More Unraveling: Will the Individual Mandate Be Delayed Next?
Last week health insurance industry expert Bob Laszewski asked whether Obamacare was unraveling. His question was prompted by a report that the White House was considering a 1-3 year extension that would allow people to keep plans (in some states) despite Obamacare's narrow grandfathering rules.
Monday, Laszewski returned to the topic of unraveling after the White House announced final rules which pushed off the medium-sized business mandate for an additional year.
It is hard to figure out just where the Obama administration is going with all of this.
For employers with more than 50 workers this is a delay not a fix.
Employers will only now up the pressure to change the law completely,
knowing they have the administration on the political run over these
What will the administration back off on next? Given the very small
exchange enrollment so far coming from the ranks of the uninsured, will
they next postpone or eliminate the individual mandate?
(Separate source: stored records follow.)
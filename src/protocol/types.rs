//! Trade event types

use chrono::{DateTime, Utc};
use serde::{Deserialize, Serialize};
use std::fmt;
use thiserror::Error;

/// One inbound push frame as received off the wire
///
/// Poloniex frames are positional JSON arrays, e.g.
/// `[121, 42, [["t", 0, 1, "100.5", "0.002", 1700000000]]]`.
pub type RawFrame = serde_json::Value;

/// Aggressor side of an executed trade
#[derive(Debug, Clone, Copy, PartialEq, Eq, Hash, Serialize, Deserialize)]
#[serde(rename_all = "lowercase")]
pub enum Side {
    Buy,
    Sell,
}

impl Side {
    /// Map the exchange's numeric side flag: exactly `1.0` is a buy,
    /// everything else (including NaN) is a sell
    pub fn from_flag(flag: f64) -> Self {
        if flag == 1.0 {
            Side::Buy
        } else {
            Side::Sell
        }
    }

    pub fn as_str(&self) -> &'static str {
        match self {
            Side::Buy => "buy",
            Side::Sell => "sell",
        }
    }
}

impl fmt::Display for Side {
    fn fmt(&self, f: &mut fmt::Formatter<'_>) -> fmt::Result {
        f.write_str(self.as_str())
    }
}

/// Kind of market event carried by a [`TradeEvent`]
#[derive(Debug, Clone, Copy, PartialEq, Eq, Default, Serialize, Deserialize)]
#[serde(rename_all = "lowercase")]
pub enum EventKind {
    #[default]
    Trade,
}

/// A single executed trade decoded from a push frame
#[derive(Debug, Clone, PartialEq, Serialize, Deserialize)]
pub struct TradeEvent {
    /// Trade sequence id (second element of the frame)
    pub id: i64,
    /// Trading pair resolved from the channel id (e.g., "BTC_USDT")
    pub pair: String,
    /// Aggressor side
    pub side: Side,
    /// Execution price
    pub price: f64,
    /// Executed amount in base currency
    pub amount: f64,
    /// Always [`EventKind::Trade`]
    pub event: EventKind,
    /// Exchange execution time, second precision
    pub timestamp: DateTime<Utc>,
}

/// Errors raised while decoding a push frame
#[derive(Debug, Clone, PartialEq, Error)]
pub enum DecodeError {
    /// The frame does not follow the positional schema; the whole frame is dropped
    #[error("malformed frame: {0}")]
    MalformedFrame(String),
    /// A single trade entry carries a field that is not a usable number
    #[error("malformed {field} field: {value}")]
    MalformedField { field: &'static str, value: String },
}

impl DecodeError {
    /// Short label used for metrics and log fields
    pub fn kind(&self) -> &'static str {
        match self {
            DecodeError::MalformedFrame(_) => "malformed_frame",
            DecodeError::MalformedField { .. } => "malformed_field",
        }
    }
}
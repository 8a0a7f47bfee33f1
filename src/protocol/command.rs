//! Subscribe / unsubscribe commands

use serde::{Deserialize, Serialize};

/// Subscription verb understood by the push API
#[derive(Debug, Clone, Copy, PartialEq, Eq, Hash, Serialize, Deserialize)]
#[serde(rename_all = "lowercase")]
pub enum CommandKind {
    Subscribe,
    Unsubscribe,
}

/// `{"command": "subscribe", "channel": "121"}`
#[derive(Debug, Clone, PartialEq, Eq, Hash, Serialize, Deserialize)]
pub struct SubscriptionCommand {
    pub command: CommandKind,
    pub channel: String,
}

impl SubscriptionCommand {
    pub fn subscribe(channel: impl Into<String>) -> Self {
        Self {
            command: CommandKind::Subscribe,
            channel: channel.into(),
        }
    }

    pub fn unsubscribe(channel: impl Into<String>) -> Self {
        Self {
            command: CommandKind::Unsubscribe,
            channel: channel.into(),
        }
    }

    /// Serialize into a single text frame
    pub fn to_json(&self) -> serde_json::Result<String> {
        serde_json::to_string(self)
    }

    /// Parse a text frame produced by [`SubscriptionCommand::to_json`]
    pub fn from_json(text: &str) -> serde_json::Result<Self> {
        serde_json::from_str(text)
    }
}
//! Log every trade through `tracing`

use super::TradeSink;
use crate::config::SinkLayout;
use crate::protocol::TradeEvent;
use async_trait::async_trait;

const SEPARATOR: &str = "============================================================";

/// Default sink: writes each trade to the log
#[derive(Debug, Clone, Copy, Default)]
pub struct LogSink {
    layout: SinkLayout,
}

impl LogSink {
    pub fn new(layout: SinkLayout) -> Self {
        Self { layout }
    }
}

#[async_trait]
impl TradeSink for LogSink {
    async fn accept(&mut self, trade: &TradeEvent) -> anyhow::Result<()> {
        match self.layout {
            SinkLayout::Block => {
                tracing::info!("{}", SEPARATOR);
                tracing::info!("ID: {}", trade.id);
                tracing::info!("Pair: {}", trade.pair);
                tracing::info!("Price: {}", trade.price);
                tracing::info!("Amount: {}", trade.amount);
                tracing::info!("Side: {}", trade.side);
                tracing::info!("Timestamp: {}", trade.timestamp);
            }
            SinkLayout::Structured => {
                tracing::info!(
                    id = trade.id,
                    pair = %trade.pair,
                    price = trade.price,
                    amount = trade.amount,
                    side = %trade.side,
                    timestamp = %trade.timestamp,
                    "trade"
                );
            }
        }
        Ok(())
    }
}
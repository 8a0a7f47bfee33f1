//! Forward trades into a tokio channel

use super::TradeSink;
use crate::protocol::TradeEvent;
use async_trait::async_trait;
use tokio::sync::mpsc;

/// Sink that pushes every trade into an `mpsc` channel
pub struct ChannelSink {
    tx: mpsc::Sender<TradeEvent>,
}

impl ChannelSink {
    pub fn new(tx: mpsc::Sender<TradeEvent>) -> Self {
        Self { tx }
    }

    /// Create a sink together with the receiving end
    pub fn channel(capacity: usize) -> (Self, mpsc::Receiver<TradeEvent>) {
        let (tx, rx) = mpsc::channel(capacity);
        (Self::new(tx), rx)
    }
}

#[async_trait]
impl TradeSink for ChannelSink {
    async fn accept(&mut self, trade: &TradeEvent) -> anyhow::Result<()> {
        self.tx
            .send(trade.clone())
            .await
            .map_err(|_| anyhow::anyhow!("trade receiver dropped"))
    }
}
//! Trade sinks
//!
//! Consumers of decoded [`TradeEvent`]s. The feed loop logs a sink failure and
//! moves on; a sink can never stop the feed.

mod channel;
mod log;

pub use self::channel::ChannelSink;
pub use self::log::LogSink;

use crate::protocol::TradeEvent;
use async_trait::async_trait;

/// Accepts one trade at a time
#[async_trait]
pub trait TradeSink: Send {
    async fn accept(&mut self, trade: &TradeEvent) -> anyhow::Result<()>;
}
//! Poloniex push API wire protocol
//!
//! Subscription commands going out, positional trade frames coming in.

mod command;
mod decoder;
mod types;

pub use command::{CommandKind, SubscriptionCommand};
pub use decoder::{DecodedFrame, FrameDecoder};
pub use types::{DecodeError, EventKind, RawFrame, Side, TradeEvent};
On that last issue, Investor's Business Daily has a story today confirming that the pace of enrollment in January is down in several states (as suggested here last month). Jed Graham of IBD writes "January data from New York, Colorado, Maryland and Kentucky (easily accessible via acasignups.net) all suggest that the momentum which carried from December into January substantially faded in the second half of the month." The IBD story closes by echoing Laszewski's final question about the individual mandate, "Some policy
analysts expect the Obama administration to suspend the individual
mandate in 2014 for everyone, once the March 31 deadline is passed."
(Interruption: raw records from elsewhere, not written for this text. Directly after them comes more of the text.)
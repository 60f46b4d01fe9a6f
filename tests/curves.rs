extern crate flo_svg_path;

use flo_svg_path::*;
use flo_svg_path::PathOp::*;

fn compile(path: &str) -> Vec<PathOp> {
    let mut ops: Vec<PathOp> = vec![];
    compile_path(path, &mut ops).unwrap();

    ops
}

#[test]
fn cubic_curve() {
    assert!(compile("M0 0 C10 0 20 10 20 20") == vec![Move(0.0, 0.0), BezierCurve(((10.0, 0.0), (20.0, 10.0)), (20.0, 20.0))]);
}

#[test]
fn relative_cubic_groups_follow_each_other() {
    assert!(compile("m10 10 c0 10 10 10 10 0 0 10 10 10 10 0") == vec![
        Move(10.0, 10.0),
        BezierCurve(((10.0, 20.0), (20.0, 20.0)), (20.0, 10.0)),
        BezierCurve(((20.0, 20.0), (30.0, 20.0)), (30.0, 10.0))
    ]);
}

#[test]
fn smooth_cubic_reflects_previous_control_point() {
    let ops = compile("M0 0 C10 0 20 10 20 20 S30 40 40 40");

    assert!(ops[2] == BezierCurve(((20.0, 30.0), (30.0, 40.0)), (40.0, 40.0)));
}

#[test]
fn relative_smooth_cubic() {
    let ops = compile("M0 0 c0 10 10 10 10 0 s10 -10 10 0");

    assert!(ops[1] == BezierCurve(((0.0, 10.0), (10.0, 10.0)), (10.0, 0.0)));
    assert!(ops[2] == BezierCurve(((10.0, -10.0), (20.0, -10.0)), (20.0, 0.0)));
}

#[test]
fn smooth_cubic_after_line_uses_cursor() {
    let ops = compile("M10 10 L20 20 S30 40 40 40");

    assert!(ops[2] == BezierCurve(((20.0, 20.0), (30.0, 40.0)), (40.0, 40.0)));
}

#[test]
fn smooth_cubic_after_quad_uses_cursor() {
    let ops = compile("M0 0 Q10 0 10 10 S20 20 20 10");

    assert!(ops[2] == BezierCurve(((10.0, 10.0), (20.0, 20.0)), (20.0, 10.0)));
}

#[test]
fn repeated_smooth_cubic_groups_reflect_each_other() {
    let ops = compile("M0 0 S10 10 20 0 30 -10 40 0");

    assert!(ops == vec![
        Move(0.0, 0.0),
        BezierCurve(((0.0, 0.0), (10.0, 10.0)), (20.0, 0.0)),
        BezierCurve(((30.0, -10.0), (30.0, -10.0)), (40.0, 0.0))
    ]);
}

#[test]
fn unknown_command_breaks_reflection() {
    let ops = compile("M0 0 C10 0 20 10 20 20 X S30 40 40 40");

    assert!(ops[2] == BezierCurve(((20.0, 20.0), (30.0, 40.0)), (40.0, 40.0)));
}

#[test]
fn quad_curve() {
    assert!(compile("M0 0 Q5 10 10 0 q5 10 10 0") == vec![
        Move(0.0, 0.0),
        QuadraticCurve((5.0, 10.0), (10.0, 0.0)),
        QuadraticCurve((15.0, 10.0), (20.0, 0.0))
    ]);
}

#[test]
fn smooth_quads_chain_reflections() {
    let ops = compile("M0 0 Q5 10 10 0 T20 0 T30 0");

    assert!(ops == vec![
        Move(0.0, 0.0),
        QuadraticCurve((5.0, 10.0), (10.0, 0.0)),
        QuadraticCurve((15.0, -10.0), (20.0, 0.0)),
        QuadraticCurve((25.0, 10.0), (30.0, 0.0))
    ]);
}

#[test]
fn relative_smooth_quad() {
    let ops = compile("M0 0 Q5 10 10 0 t10 0 10 0");

    assert!(ops[2] == QuadraticCurve((15.0, -10.0), (20.0, 0.0)));
    assert!(ops[3] == QuadraticCurve((25.0, 10.0), (30.0, 0.0)));
}

#[test]
fn smooth_quad_after_cubic_uses_cursor() {
    let ops = compile("M0 0 C10 0 20 10 20 20 T30 30");

    assert!(ops[2] == QuadraticCurve((20.0, 20.0), (30.0, 30.0)));
}

#[test]
fn curve_end_is_cursor() {
    let ops = compile("M0 0 C10 0 20 10 20 20 l5 0");

    assert!(ops[2] == Line(25.0, 20.0));
}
This might have been unthinkable back in October when Republicans were demanding just such a delay but times have changed. Once you've had a first, second and third crack in the mandates, why not a fourth? As Laszewski suggests, the momentum is now with the folks who wanted these pushed back if not outright cancelled. At this point, it would be more surprising if the White House were not at least considering a broader delay as an option.